Special Issue Information

Dear Colleagues,

The rapid growth of data-driven technologies and advanced instrumentation has transformed the way we approach chemical detection and analysis. In this context, chemometric tools have become essential for reliably extracting meaningful information from complex, high-dimensional datasets. By integrating advanced statistical methods, machine learning algorithms, and optimization strategies, chemometrics contributes to enhancing the sensitivity, selectivity, and interpretability of chemical measurements across diverse applications.
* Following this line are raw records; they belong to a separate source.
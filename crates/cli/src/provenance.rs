//! Batch run records: `<out>.provenance.json` beside each annotated CSV.
//!
//! The record ties an output back to its input file, the code revision and the
//! library version, and repeats the per-shape counts so a run can be audited
//! without re-reading the CSV.

use std::collections::BTreeMap;
use std::fs;
use std::path::{Path, PathBuf};
use std::process::Command;

use anyhow::{Context, Result};
use serde::{Deserialize, Serialize};

use crate::batch::BatchSummary;

/// Everything recorded about one `batch` run.
#[derive(Debug, Clone, PartialEq, Eq, Serialize, Deserialize)]
pub struct BatchRecord {
    pub code_rev: String,
    pub trishape_version: String,
    pub input: PathBuf,
    pub output: PathBuf,
    pub rows: usize,
    pub shapes: BTreeMap<String, usize>,
    pub degenerate_rows: Vec<usize>,
}

impl BatchRecord {
    pub fn new(input: &Path, output: &Path, summary: &BatchSummary) -> Self {
        Self {
            code_rev: code_rev(),
            trishape_version: trishape::VERSION.to_string(),
            input: input.to_path_buf(),
            output: output.to_path_buf(),
            rows: summary.rows,
            shapes: summary
                .shapes
                .iter()
                .map(|(name, n)| (name.to_string(), *n))
                .collect(),
            degenerate_rows: summary.degenerate_rows.clone(),
        }
    }

    /// Sidecar location: `shapes.csv` -> `shapes.provenance.json`.
    pub fn path(&self) -> PathBuf {
        self.output.with_extension("provenance.json")
    }

    pub fn write(&self) -> Result<PathBuf> {
        let path = self.path();
        let body = serde_json::to_vec_pretty(self)?;
        fs::write(&path, body).with_context(|| format!("writing {}", path.display()))?;
        Ok(path)
    }
}

/// Revision from `GIT_COMMIT` (runtime, then build time), else the checkout's HEAD.
pub fn code_rev() -> String {
    std::env::var("GIT_COMMIT")
        .ok()
        .or_else(|| option_env!("GIT_COMMIT").map(str::to_owned))
        .filter(|rev| !rev.is_empty())
        .or_else(git_head)
        .unwrap_or_else(|| "unknown".to_string())
}

fn git_head() -> Option<String> {
    let output = Command::new("git")
        .args(["rev-parse", "--short=12", "HEAD"])
        .output()
        .ok()?;
    if !output.status.success() {
        return None;
    }
    let rev = String::from_utf8(output.stdout).ok()?;
    Some(rev.trim().to_string()).filter(|rev| !rev.is_empty())
}

#[cfg(test)]
mod tests {
    use super::*;
    use tempfile::tempdir;

    fn summary() -> BatchSummary {
        let mut shapes = BTreeMap::new();
        shapes.insert("right", 2);
        shapes.insert("degenerate", 1);
        BatchSummary {
            rows: 3,
            shapes,
            degenerate_rows: vec![1],
        }
    }

    #[test]
    fn record_sits_beside_output() {
        let record = BatchRecord::new(
            Path::new("in.csv"),
            Path::new("/tmp/run/shapes.csv"),
            &summary(),
        );
        assert_eq!(record.path(), Path::new("/tmp/run/shapes.provenance.json"));
        let bare = BatchRecord::new(Path::new("in.csv"), Path::new("shapes"), &summary());
        assert_eq!(bare.path(), Path::new("shapes.provenance.json"));
    }

    #[test]
    fn record_round_trips_counts_and_degenerate_rows() {
        let dir = tempdir().unwrap();
        let output = dir.path().join("shapes.csv");
        let record = BatchRecord::new(Path::new("in.csv"), &output, &summary());
        let path = record.write().unwrap();
        let parsed: BatchRecord = serde_json::from_slice(&fs::read(path).unwrap()).unwrap();
        assert_eq!(parsed, record);
        assert_eq!(parsed.shapes.get("right"), Some(&2));
        assert_eq!(parsed.degenerate_rows, vec![1]);
        assert_eq!(parsed.trishape_version, trishape::VERSION);
    }
}
use anyhow::Result;
use clap::{Parser, Subcommand};
use std::path::PathBuf;
use tracing_subscriber::fmt::SubscriberBuilder;
use trishape::plane::rand::Bounds2i;
use trishape::{Point, Triangle};

mod args;
mod batch;
mod commands;
mod provenance;

use args::parse_point;

#[derive(Parser)]
#[command(name = "cli")]
#[command(about = "Lattice triangle area and shape classification")]
struct Cmd {
    #[command(subcommand)]
    action: Action,
}

/// Vertices shared by the single-triangle commands.
#[derive(clap::Args)]
struct Vertices {
    #[arg(long, value_parser = parse_point, allow_hyphen_values = true)]
    a: Point,
    #[arg(long, value_parser = parse_point, allow_hyphen_values = true)]
    b: Point,
    #[arg(long, value_parser = parse_point, allow_hyphen_values = true)]
    c: Point,
}

impl Vertices {
    fn triangle(&self) -> Triangle {
        Triangle::new(self.a, self.b, self.c)
    }
}

#[derive(Subcommand)]
enum Action {
    /// Print the shoelace area of a triangle
    Area(Vertices),
    /// Print the Manhattan distance between two points
    Distance {
        #[arg(long, value_parser = parse_point, allow_hyphen_values = true)]
        p: Point,
        #[arg(long, value_parser = parse_point, allow_hyphen_values = true)]
        q: Point,
    },
    /// Print the shape of a triangle (fails on coincident vertices)
    Classify(Vertices),
    /// Classify every row of a CSV (columns ax,ay,bx,by,cx,cy) and write an annotated CSV
    Batch {
        #[arg(long)]
        input: PathBuf,
        #[arg(long)]
        out: PathBuf,
    },
    /// Print replayable random triangles as JSON lines
    Sample {
        #[arg(long, default_value_t = 10)]
        count: u64,
        #[arg(long, default_value_t = 0)]
        seed: u64,
        #[arg(long, default_value_t = Bounds2i::default().min, allow_hyphen_values = true)]
        min: i32,
        #[arg(long, default_value_t = Bounds2i::default().max, allow_hyphen_values = true)]
        max: i32,
    },
    /// Print a small provenance JSON block
    Report,
}

fn main() -> Result<()> {
    SubscriberBuilder::default().with_target(false).init();
    let cmd = Cmd::parse();
    match cmd.action {
        Action::Area(v) => println!("{}", commands::area_of(&v.triangle())),
        Action::Distance { p, q } => println!("{}", commands::distance(p, q)),
        Action::Classify(v) => println!("{}", commands::classify_one(&v.triangle())?),
        Action::Batch { input, out } => {
            commands::run_batch(&input, &out)?;
        }
        Action::Sample {
            count,
            seed,
            min,
            max,
        } => {
            for line in commands::sample(count, seed, Bounds2i::new(min, max))? {
                println!("{line}");
            }
        }
        Action::Report => println!("{}", commands::report()?),
    }
    Ok(())
}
The application of chemometrics in fields as varied as food quality control, environmental monitoring, pharmaceutical research, and clinical diagnostics is driving a new era of intelligent, adaptive chemical analysis. Moreover, the use of multivariate models and rigorous validation strategies helps ensure the traceability, reproducibility, and practical applicability of analytical results, supporting high-confidence, evidence-based decision-making.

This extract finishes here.